A d-dimensional hyperspace’s case distribution entails specific correlations and regressions among the space’s d variables, but only if these dimensions are real-number gradated because this is necessary for performing the arithmetic operations for calculating correlations and regressions. Such correlations and regressions themselves, however, entail nothing about any individual case’s actual location in this hyperspace and so nothing about these cases’ actual distribution in it. This is so because quite different distributions can entail the very same correlations and regressions if these are sufficiently narrowly dimension-spanning distributions so that can be different only in their precise location or orientation in the hyperspace. Picture a glued together bundle of crossed sticks moved and rotated to various different positions within a room.
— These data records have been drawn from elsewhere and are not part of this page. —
use std::sync::Arc;

use axum::{extract::Extension, http::StatusCode, response::IntoResponse, Json};

use crate::app::services::AppServices;

pub async fn health() -> StatusCode {
    StatusCode::OK
}

pub async fn dashboard(Extension(services): Extension<Arc<AppServices>>) -> impl IntoResponse {
    Json(services.dashboard())
}
use chrono::{DateTime, NaiveDate, Utc};
use serde::Deserialize;

use axum::http::StatusCode;

use crate::app::errors;

// -------------------------
// Request DTOs
// -------------------------

#[derive(Debug, Deserialize)]
pub struct RegisterProductRequest {
    pub product_id: String,
    pub name: String,
    pub shelf_life_days: i64,
}

#[derive(Debug, Deserialize)]
pub struct RecordSaleRequest {
    pub quantity: i64,
    /// RFC3339 timestamp or `YYYY-MM-DD`; defaults to now.
    pub date: Option<String>,
}

#[derive(Debug, Deserialize)]
pub struct ForecastQuery {
    pub days: Option<i64>,
}

#[derive(Debug, Deserialize)]
pub struct DailyForecastRequest {
    pub product_id: String,
    pub start_date: String, // YYYY-MM-DD
    pub end_date: String,   // YYYY-MM-DD
}

/// Horizon used when `?days=` is omitted.
pub const DEFAULT_FORECAST_DAYS: i64 = 7;

// -------------------------
// Parsing helpers
// -------------------------

pub fn parse_date(field: &'static str, raw: &str) -> Result<NaiveDate, axum::response::Response> {
    NaiveDate::parse_from_str(raw.trim(), "%Y-%m-%d").map_err(|_| {
        errors::json_error(
            StatusCode::BAD_REQUEST,
            "invalid_date",
            format!("{field} must be formatted as YYYY-MM-DD"),
        )
    })
}

/// Sale timestamps accept either a full RFC3339 instant or a bare calendar day
/// (taken as midnight UTC).
pub fn parse_sale_time(raw: &str) -> Result<DateTime<Utc>, axum::response::Response> {
    let raw = raw.trim();
    if let Ok(ts) = DateTime::parse_from_rfc3339(raw) {
        return Ok(ts.with_timezone(&Utc));
    }
    let day = parse_date("date", raw)?;
    Ok(day.and_time(chrono::NaiveTime::MIN).and_utc())
}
In other words, it is the internal structure of a multivariate distribution, not its actual location in its hyperspace, that directly determines its correlations and regressions.
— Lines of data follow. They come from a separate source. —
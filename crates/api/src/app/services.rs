use std::sync::Arc;

use stockcast_forecast::MovingAverageForecaster;
use stockcast_infra::{InMemoryProductStore, InventoryService};

use crate::config::ApiConfig;

/// The service every handler shares. State lives for the process lifetime only.
pub type AppServices = InventoryService<InMemoryProductStore, MovingAverageForecaster>;

pub fn build_services(config: &ApiConfig) -> anyhow::Result<Arc<AppServices>> {
    let forecaster = MovingAverageForecaster::new(config.forecast.clone())?;
    Ok(Arc::new(InventoryService::new(
        InMemoryProductStore::new(),
        forecaster,
    )))
}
To accumulate N cases in c independently acquired samples logically requires the sampling to be with replacement or the population sampled to be large enough, so that no sample drawn alters the shape of the population’s distribution. Both conditions are mathematically interesting and empirically whimsical possibilities, but only they would permit the statistics of these c samples (i.e., their c hetero-variable sets of correlations and regressions and iso-variable mean differences/treatment contrasts) to vary strictly randomly across samples that were randomly drawn from the population. Only then would the values for the statistics of each of c samples have the corresponding statistics (i.e., the same correlation, regression, or mean-difference statistics) of the population’s N as their statistically expected values (see, e.g., Krause, 2016c).

In actual practice, however, any c samples are drawn in some order without replacement, and so none but the first sample could be randomly drawn (were even that actually feasible) from the whole N.Footnote 2 This means that neither averaging over nor pooling of c samples from the same population of cases, unless they happen to exhaust this population (an unlikely possibility for SHP research) can guarantee an accurate estimate of the N’s distribution of cases in a multidimensional phase space or of the relations among variables for this whole population distribution. Is some sample estimate close enough to this for SHP theory or practice purposes? How could that possibly be determined? So we are left with having to inductively make what sense we can from whatever cases have already been studied, and no feasible sample (i.e., anything short of the whole population itself) of cases is definitive enough to assuredly prove a causal explanation, whereas only a single validly measured (something which SHP has yet to definitively settle for any of its descriptive dimension: Krause 2012) disconfirming case is enough to disprove a causal explanation. The elegant mathematics of case sample relative frequencies and probabilities does not address the issues of individual cases that SHP theory and practice properly must deal with. This deserves further spelling out, which shall be done in what follows in terms of case sample size, variety, representativeness of the population, differences, and population estimation.

4 The role of sample size

Sample size, n, has a key role in prevailing SHP quantitative research primarily because of statistical significance testing. The larger is n the smaller can a t-ratio or a correlation be to reach statistical significance (see, e.g., Kanji 1993, 8 and 33–34, but also note there and in Goodman 1999, the assumptions required). The principle role of n in proper SHP theory and practice relevant (i.e., qualitative) empirical research, however, is to reveal all the important effect dimensions and all the dimensions causally influential on or predictive of these and to span and saturate the ranges of these dimensions in order to maximize the variety, v, of persons’ lives (or of occasions in an individual person’s life) studied (see, e.g., Cleary et al. 2014; Francis et al. 2010; Krause 2010; Mason 2010). These dimensions are the essential framework of all causally explanatory theory because how they themselves, rather than the variables presently used in SHP to represent dimensions (i.e., case sample distributions on dimensions), are inter-related is what properly matters for SHP theory and practice (Krause 2016b).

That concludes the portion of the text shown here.